The TAKE IT DOWN Act (Tools to Address Known Exploitation by Immobilizing Technological Deepfakes on Websites and Networks Act) is a United States federal law that criminalizes the nonconsensual publication of intimate imagery, including AI-generated deepfake content, and requires online platforms to remove such material within 48 hours of a valid request from a victim. Sponsored by Senators Ted Cruz (Republican of Texas) and Amy Klobuchar (Democrat of Minnesota), the bill passed both chambers of Congress with broad bipartisan support and was signed into law by President Donald Trump on May 19, 2025, as Public Law 119-12. First Lady Melania Trump championed the legislation as a signature priority of her "Be Best" initiative.[1][2][3] The law has two distinct components: criminal prohibitions that took effect on enactment and are enforced by the Department of Justice, and a notice-and-takedown mandate for "covered platforms" enforced by the Federal Trade Commission (FTC), which became binding one year later on May 19, 2026.[4][5][6]
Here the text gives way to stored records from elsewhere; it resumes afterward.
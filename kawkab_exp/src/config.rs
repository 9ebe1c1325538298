use crate::args;
use crate::{SerializationFormat, Testbed};
use color_eyre::eyre::{self, WrapErr};
use color_eyre::Report;
use serde::{Deserialize, Serialize};
use std::path::{Path, PathBuf};

const SERVER_MAIN_CLASS: &str = "kawkab.fs.Main";
const CLIENT_MAIN_CLASS: &str = "kawkab.fs.testclient.ClientMain";

// clients don't wait before starting their workload
const CLIENT_WAIT_MS: usize = 0;

#[derive(Debug, Clone, Serialize, Deserialize)]
#[serde(default)]
pub struct ExperimentConfig {
    pub testbed: Testbed,
    pub ssh_username: String,
    pub key_file: Option<PathBuf>,
    pub backends: Vec<String>,
    pub servers: Vec<String>,
    // one client process is started per entry; repeat a host to start more
    pub clients: Vec<String>,
    pub kawkab_dir: String,
    // where each test's results are collected
    pub exp_dir: String,
    // scratch directory on every host
    pub run_dir: String,
    pub server_base_port: u16,
    pub client_base_port: u16,
    pub server_jvm: JvmConfig,
    pub client_jvm: JvmConfig,
    pub backend_script: String,
    pub sweep: SweepConfig,
    pub server_start_wait_secs: u64,
    pub client_wait_extra_secs: usize,
    pub server_stop_wait_limit: usize,
}

impl Default for ExperimentConfig {
    fn default() -> Self {
        Self {
            testbed: Testbed::Cluster,
            ssh_username: String::from("kawkab"),
            key_file: None,
            backends: Vec::new(),
            servers: Vec::new(),
            clients: Vec::new(),
            kawkab_dir: String::from("kawkab"),
            exp_dir: String::from("kawkab/experiments/results/kawkab"),
            run_dir: String::from("/tmp/kawkab"),
            server_base_port: 33433,
            client_base_port: 43567,
            server_jvm: JvmConfig::server(),
            client_jvm: JvmConfig::client(),
            backend_script: String::from("minio/reset.sh"),
            sweep: SweepConfig::default(),
            server_start_wait_secs: 25,
            client_wait_extra_secs: 60,
            server_stop_wait_limit: 5,
        }
    }
}

impl ExperimentConfig {
    pub fn load(path: impl AsRef<Path>) -> Result<Self, Report> {
        let path = path.as_ref();
        let config: Self =
            crate::deserialize(path, SerializationFormat::Json)
                .wrap_err_with(|| {
                    format!("load experiment config {}", path.display())
                })?;
        config.validate()?;
        Ok(config)
    }

    pub fn validate(&self) -> Result<(), Report> {
        if self.testbed.is_ec2() && self.key_file.is_none() {
            eyre::bail!("ec2 testbed requires a key file");
        }
        if self.servers.is_empty() {
            eyre::bail!("at least one server is required");
        }
        if self.clients.is_empty() {
            eyre::bail!("at least one client is required");
        }
        if self.sweep.clients_per_machine == 0 {
            eyre::bail!("clients_per_machine should be positive");
        }
        Ok(())
    }

    /// Total number of clients across all client machines.
    pub fn total_clients(&self) -> usize {
        self.clients.len() * self.sweep.clients_per_machine
    }

    /// Port of the server the client with id `cid` connects to.
    pub fn server_port(&self, cid: usize) -> u16 {
        let index = cid % self.servers.len();
        self.server_base_port + index as u16
    }

    /// Server host the client with id `cid` connects to.
    pub fn server_for(&self, cid: usize) -> &str {
        &self.servers[cid % self.servers.len()]
    }

    pub fn run_dirs(&self) -> RunDirs {
        RunDirs::new(&self.run_dir)
    }
}

#[derive(Debug, Clone, Serialize, Deserialize)]
pub struct JvmConfig {
    pub flags: String,
    // extra entries; the kawkab directory is always prepended
    pub classpath: Vec<String>,
    pub main_class: String,
}

impl JvmConfig {
    pub fn server() -> Self {
        Self {
            flags: String::from(
                "-ea -Xms12g -Xmx24g -XX:MaxDirectMemorySize=16684m \
                 -XX:+UnlockExperimentalVMOptions -XX:+UseZGC",
            ),
            classpath: Vec::new(),
            main_class: String::from(SERVER_MAIN_CLASS),
        }
    }

    pub fn client() -> Self {
        Self {
            flags: String::from(
                "-ea -XX:+UnlockExperimentalVMOptions -XX:+UseZGC",
            ),
            classpath: Vec::new(),
            main_class: String::from(CLIENT_MAIN_CLASS),
        }
    }

    pub fn classpath_arg(&self, kawkab_dir: &str) -> String {
        let mut entries = vec![
            String::from("."),
            kawkab_dir.to_string(),
            format!("{}/bin", kawkab_dir),
        ];
        entries.extend(self.classpath.iter().cloned());
        entries.join(":")
    }
}

#[derive(Debug, Clone, Serialize, Deserialize)]
pub struct LoadConfig {
    pub batch_size: usize,
    pub write_ratio: usize,
    pub iats: Vec<f64>,
}

#[derive(Debug, Clone, Serialize, Deserialize)]
#[serde(default)]
pub struct SweepConfig {
    pub test_types: Vec<String>,
    pub test_prefixes: Vec<String>,
    pub loads: Vec<LoadConfig>,
    pub record_sizes: Vec<usize>,
    pub files_per_client: Vec<usize>,
    pub test_runs: Vec<usize>,
    pub clients_per_machine: usize,
    pub test_duration_secs: usize,
    pub warmup_secs: usize,
}

impl Default for SweepConfig {
    fn default() -> Self {
        Self {
            test_types: vec![String::from("rw")],
            test_prefixes: vec![String::from("kw48")],
            loads: vec![LoadConfig {
                batch_size: 10000,
                write_ratio: 100,
                iats: vec![1.0],
            }],
            record_sizes: vec![16],
            files_per_client: vec![1],
            test_runs: vec![1],
            clients_per_machine: 10,
            test_duration_secs: 60,
            warmup_secs: 120,
        }
    }
}

/// Directories a test run writes into, on every host.
#[derive(Debug, Clone, PartialEq, Eq)]
pub struct RunDirs {
    pub run: String,
    pub results: String,
    pub histograms: String,
    pub clients: String,
    pub servers: String,
    pub out: String,
}

impl RunDirs {
    fn new(run_dir: &str) -> Self {
        Self {
            run: run_dir.to_string(),
            results: format!("{}/results", run_dir),
            histograms: format!("{}/histograms", run_dir),
            clients: format!("{}/clients", run_dir),
            servers: format!("{}/servers", run_dir),
            out: format!("{}/out", run_dir),
        }
    }

    pub fn all(&self) -> Vec<&str> {
        vec![
            &self.run,
            &self.results,
            &self.histograms,
            &self.clients,
            &self.servers,
            &self.out,
        ]
    }

    pub fn run_file(&self, process_type: ProcessType) -> String {
        let dir = match process_type {
            ProcessType::Backend(_) => &self.out,
            ProcessType::Server(_) => &self.servers,
            ProcessType::Client(_) => &self.clients,
        };
        format!("{}/{}", dir, process_type.file_name())
    }
}

#[derive(Debug, Clone, Copy, PartialEq, Eq)]
pub enum ProcessType {
    Backend(usize),
    Server(usize),
    Client(usize),
}

impl ProcessType {
    pub fn name(&self) -> String {
        match self {
            Self::Backend(index) => format!("backend_{:02}", index),
            Self::Server(index) => format!("server_{:02}", index),
            Self::Client(cid) => format!("client_{:02}", cid),
        }
    }

    fn file_name(&self) -> String {
        format!("{}.out", self.name())
    }
}

pub struct ServerConfig<'a> {
    server_id: usize,
    out_folder: &'a str,
    classpath: String,
    jvm: &'a JvmConfig,
}

impl<'a> ServerConfig<'a> {
    pub fn new(
        server_id: usize,
        config: &'a ExperimentConfig,
        dirs: &'a RunDirs,
    ) -> Self {
        Self {
            server_id,
            out_folder: &dirs.servers,
            classpath: config.server_jvm.classpath_arg(&config.kawkab_dir),
            jvm: &config.server_jvm,
        }
    }

    pub fn to_args(&self) -> Vec<String> {
        args![
            self.jvm.flags,
            format!("-DnodeID={}", self.server_id),
            // where the server's cache dumps its statistics
            format!("-DoutFolder={}", self.out_folder),
            "-cp",
            self.classpath,
            self.jvm.main_class,
        ]
    }
}

/// Workload parameters shared by all clients of a test run.
#[derive(Debug, Clone, PartialEq)]
pub struct ClientWorkload {
    pub test_type: String,
    pub clients_per_machine: usize,
    pub total_clients: usize,
    pub batch_size: usize,
    pub record_size: usize,
    pub files_per_client: usize,
    pub write_ratio: usize,
    pub iat: f64,
    pub test_duration_secs: usize,
    pub warmup_secs: usize,
}

pub struct ClientConfig<'a> {
    cid: usize,
    master_id: usize,
    master_ip: &'a str,
    server_ip: &'a str,
    server_port: u16,
    master_port: u16,
    files_path: &'a str,
    classpath: String,
    jvm: &'a JvmConfig,
    workload: &'a ClientWorkload,
}

impl<'a> ClientConfig<'a> {
    pub fn new(
        cid: usize,
        (master_id, master_ip): (usize, &'a str),
        config: &'a ExperimentConfig,
        workload: &'a ClientWorkload,
    ) -> Self {
        Self {
            cid,
            master_id,
            master_ip,
            server_ip: config.server_for(cid),
            server_port: config.server_port(cid),
            master_port: config.client_base_port,
            files_path: &config.run_dir,
            classpath: config.client_jvm.classpath_arg(&config.kawkab_dir),
            jvm: &config.client_jvm,
            workload,
        }
    }

    pub fn to_args(&self) -> Vec<String> {
        let w = self.workload;
        args![
            self.jvm.flags,
            "-cp",
            self.classpath,
            self.jvm.main_class,
            format!("mport={}", self.master_port),
            format!("wt={}", CLIENT_WAIT_MS),
            format!("nc={}", w.clients_per_machine),
            format!("bs={}", w.batch_size),
            format!("rs={}", w.record_size),
            format!("nf={}", w.files_per_client),
            format!("fp={}", self.files_path),
            format!("typ={}", w.test_type),
            format!("tc={}", w.total_clients),
            format!("td={}", w.test_duration_secs),
            format!("wr={}", w.write_ratio),
            format!("iat={:.6}", w.iat),
            format!("wmup={}", w.warmup_secs),
            format!("cid={}", self.cid),
            format!("mid={}", self.master_id),
            format!("mip={}", self.master_ip),
            format!("sip={}", self.server_ip),
            format!("sport={}", self.server_port),
        ]
    }
}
The Act is one of the first federal statutes in the United States to directly target AI-generated nonconsensual intimate imagery. It was widely praised by victims' advocates as a long-sought federal criminal remedy, while civil-liberties groups including the Electronic Frontier Foundation (EFF) and the Cyber Civil Rights Initiative (CCRI) warned that its takedown system is vulnerable to abuse and could suppress lawful speech.[7][8][9]
Nonconsensual intimate imagery (NCII), sometimes called "revenge porn," refers to the distribution of sexually explicit or intimate images of a person without that person's consent. Before the TAKE IT DOWN Act, the United States had no comprehensive federal criminal statute covering NCII; enforcement depended on a patchwork of state laws that varied widely in scope and penalties. A 2022 reauthorization of the Violence Against Women Act created a federal civil cause of action for victims, codified at 15 U.S.C. 6851, but it provided no criminal penalty.[7][10]
The rapid spread of consumer generative AI tools sharpened the problem. Inexpensive "nudify" applications and image models made it possible to fabricate convincing explicit depictions of real people, including minors, from ordinary photographs. High-profile incidents, including AI-generated explicit images of the singer Taylor Swift that circulated on the platform X in January 2024, drew national attention and added political momentum behind a federal response. The TAKE IT DOWN Act addresses both authentic images and "digital forgeries," which the statute defines as intimate visual depictions created through machine learning, artificial intelligence, or other technological means that a reasonable person would find indistinguishable from an authentic depiction of the individual.[1][7][10]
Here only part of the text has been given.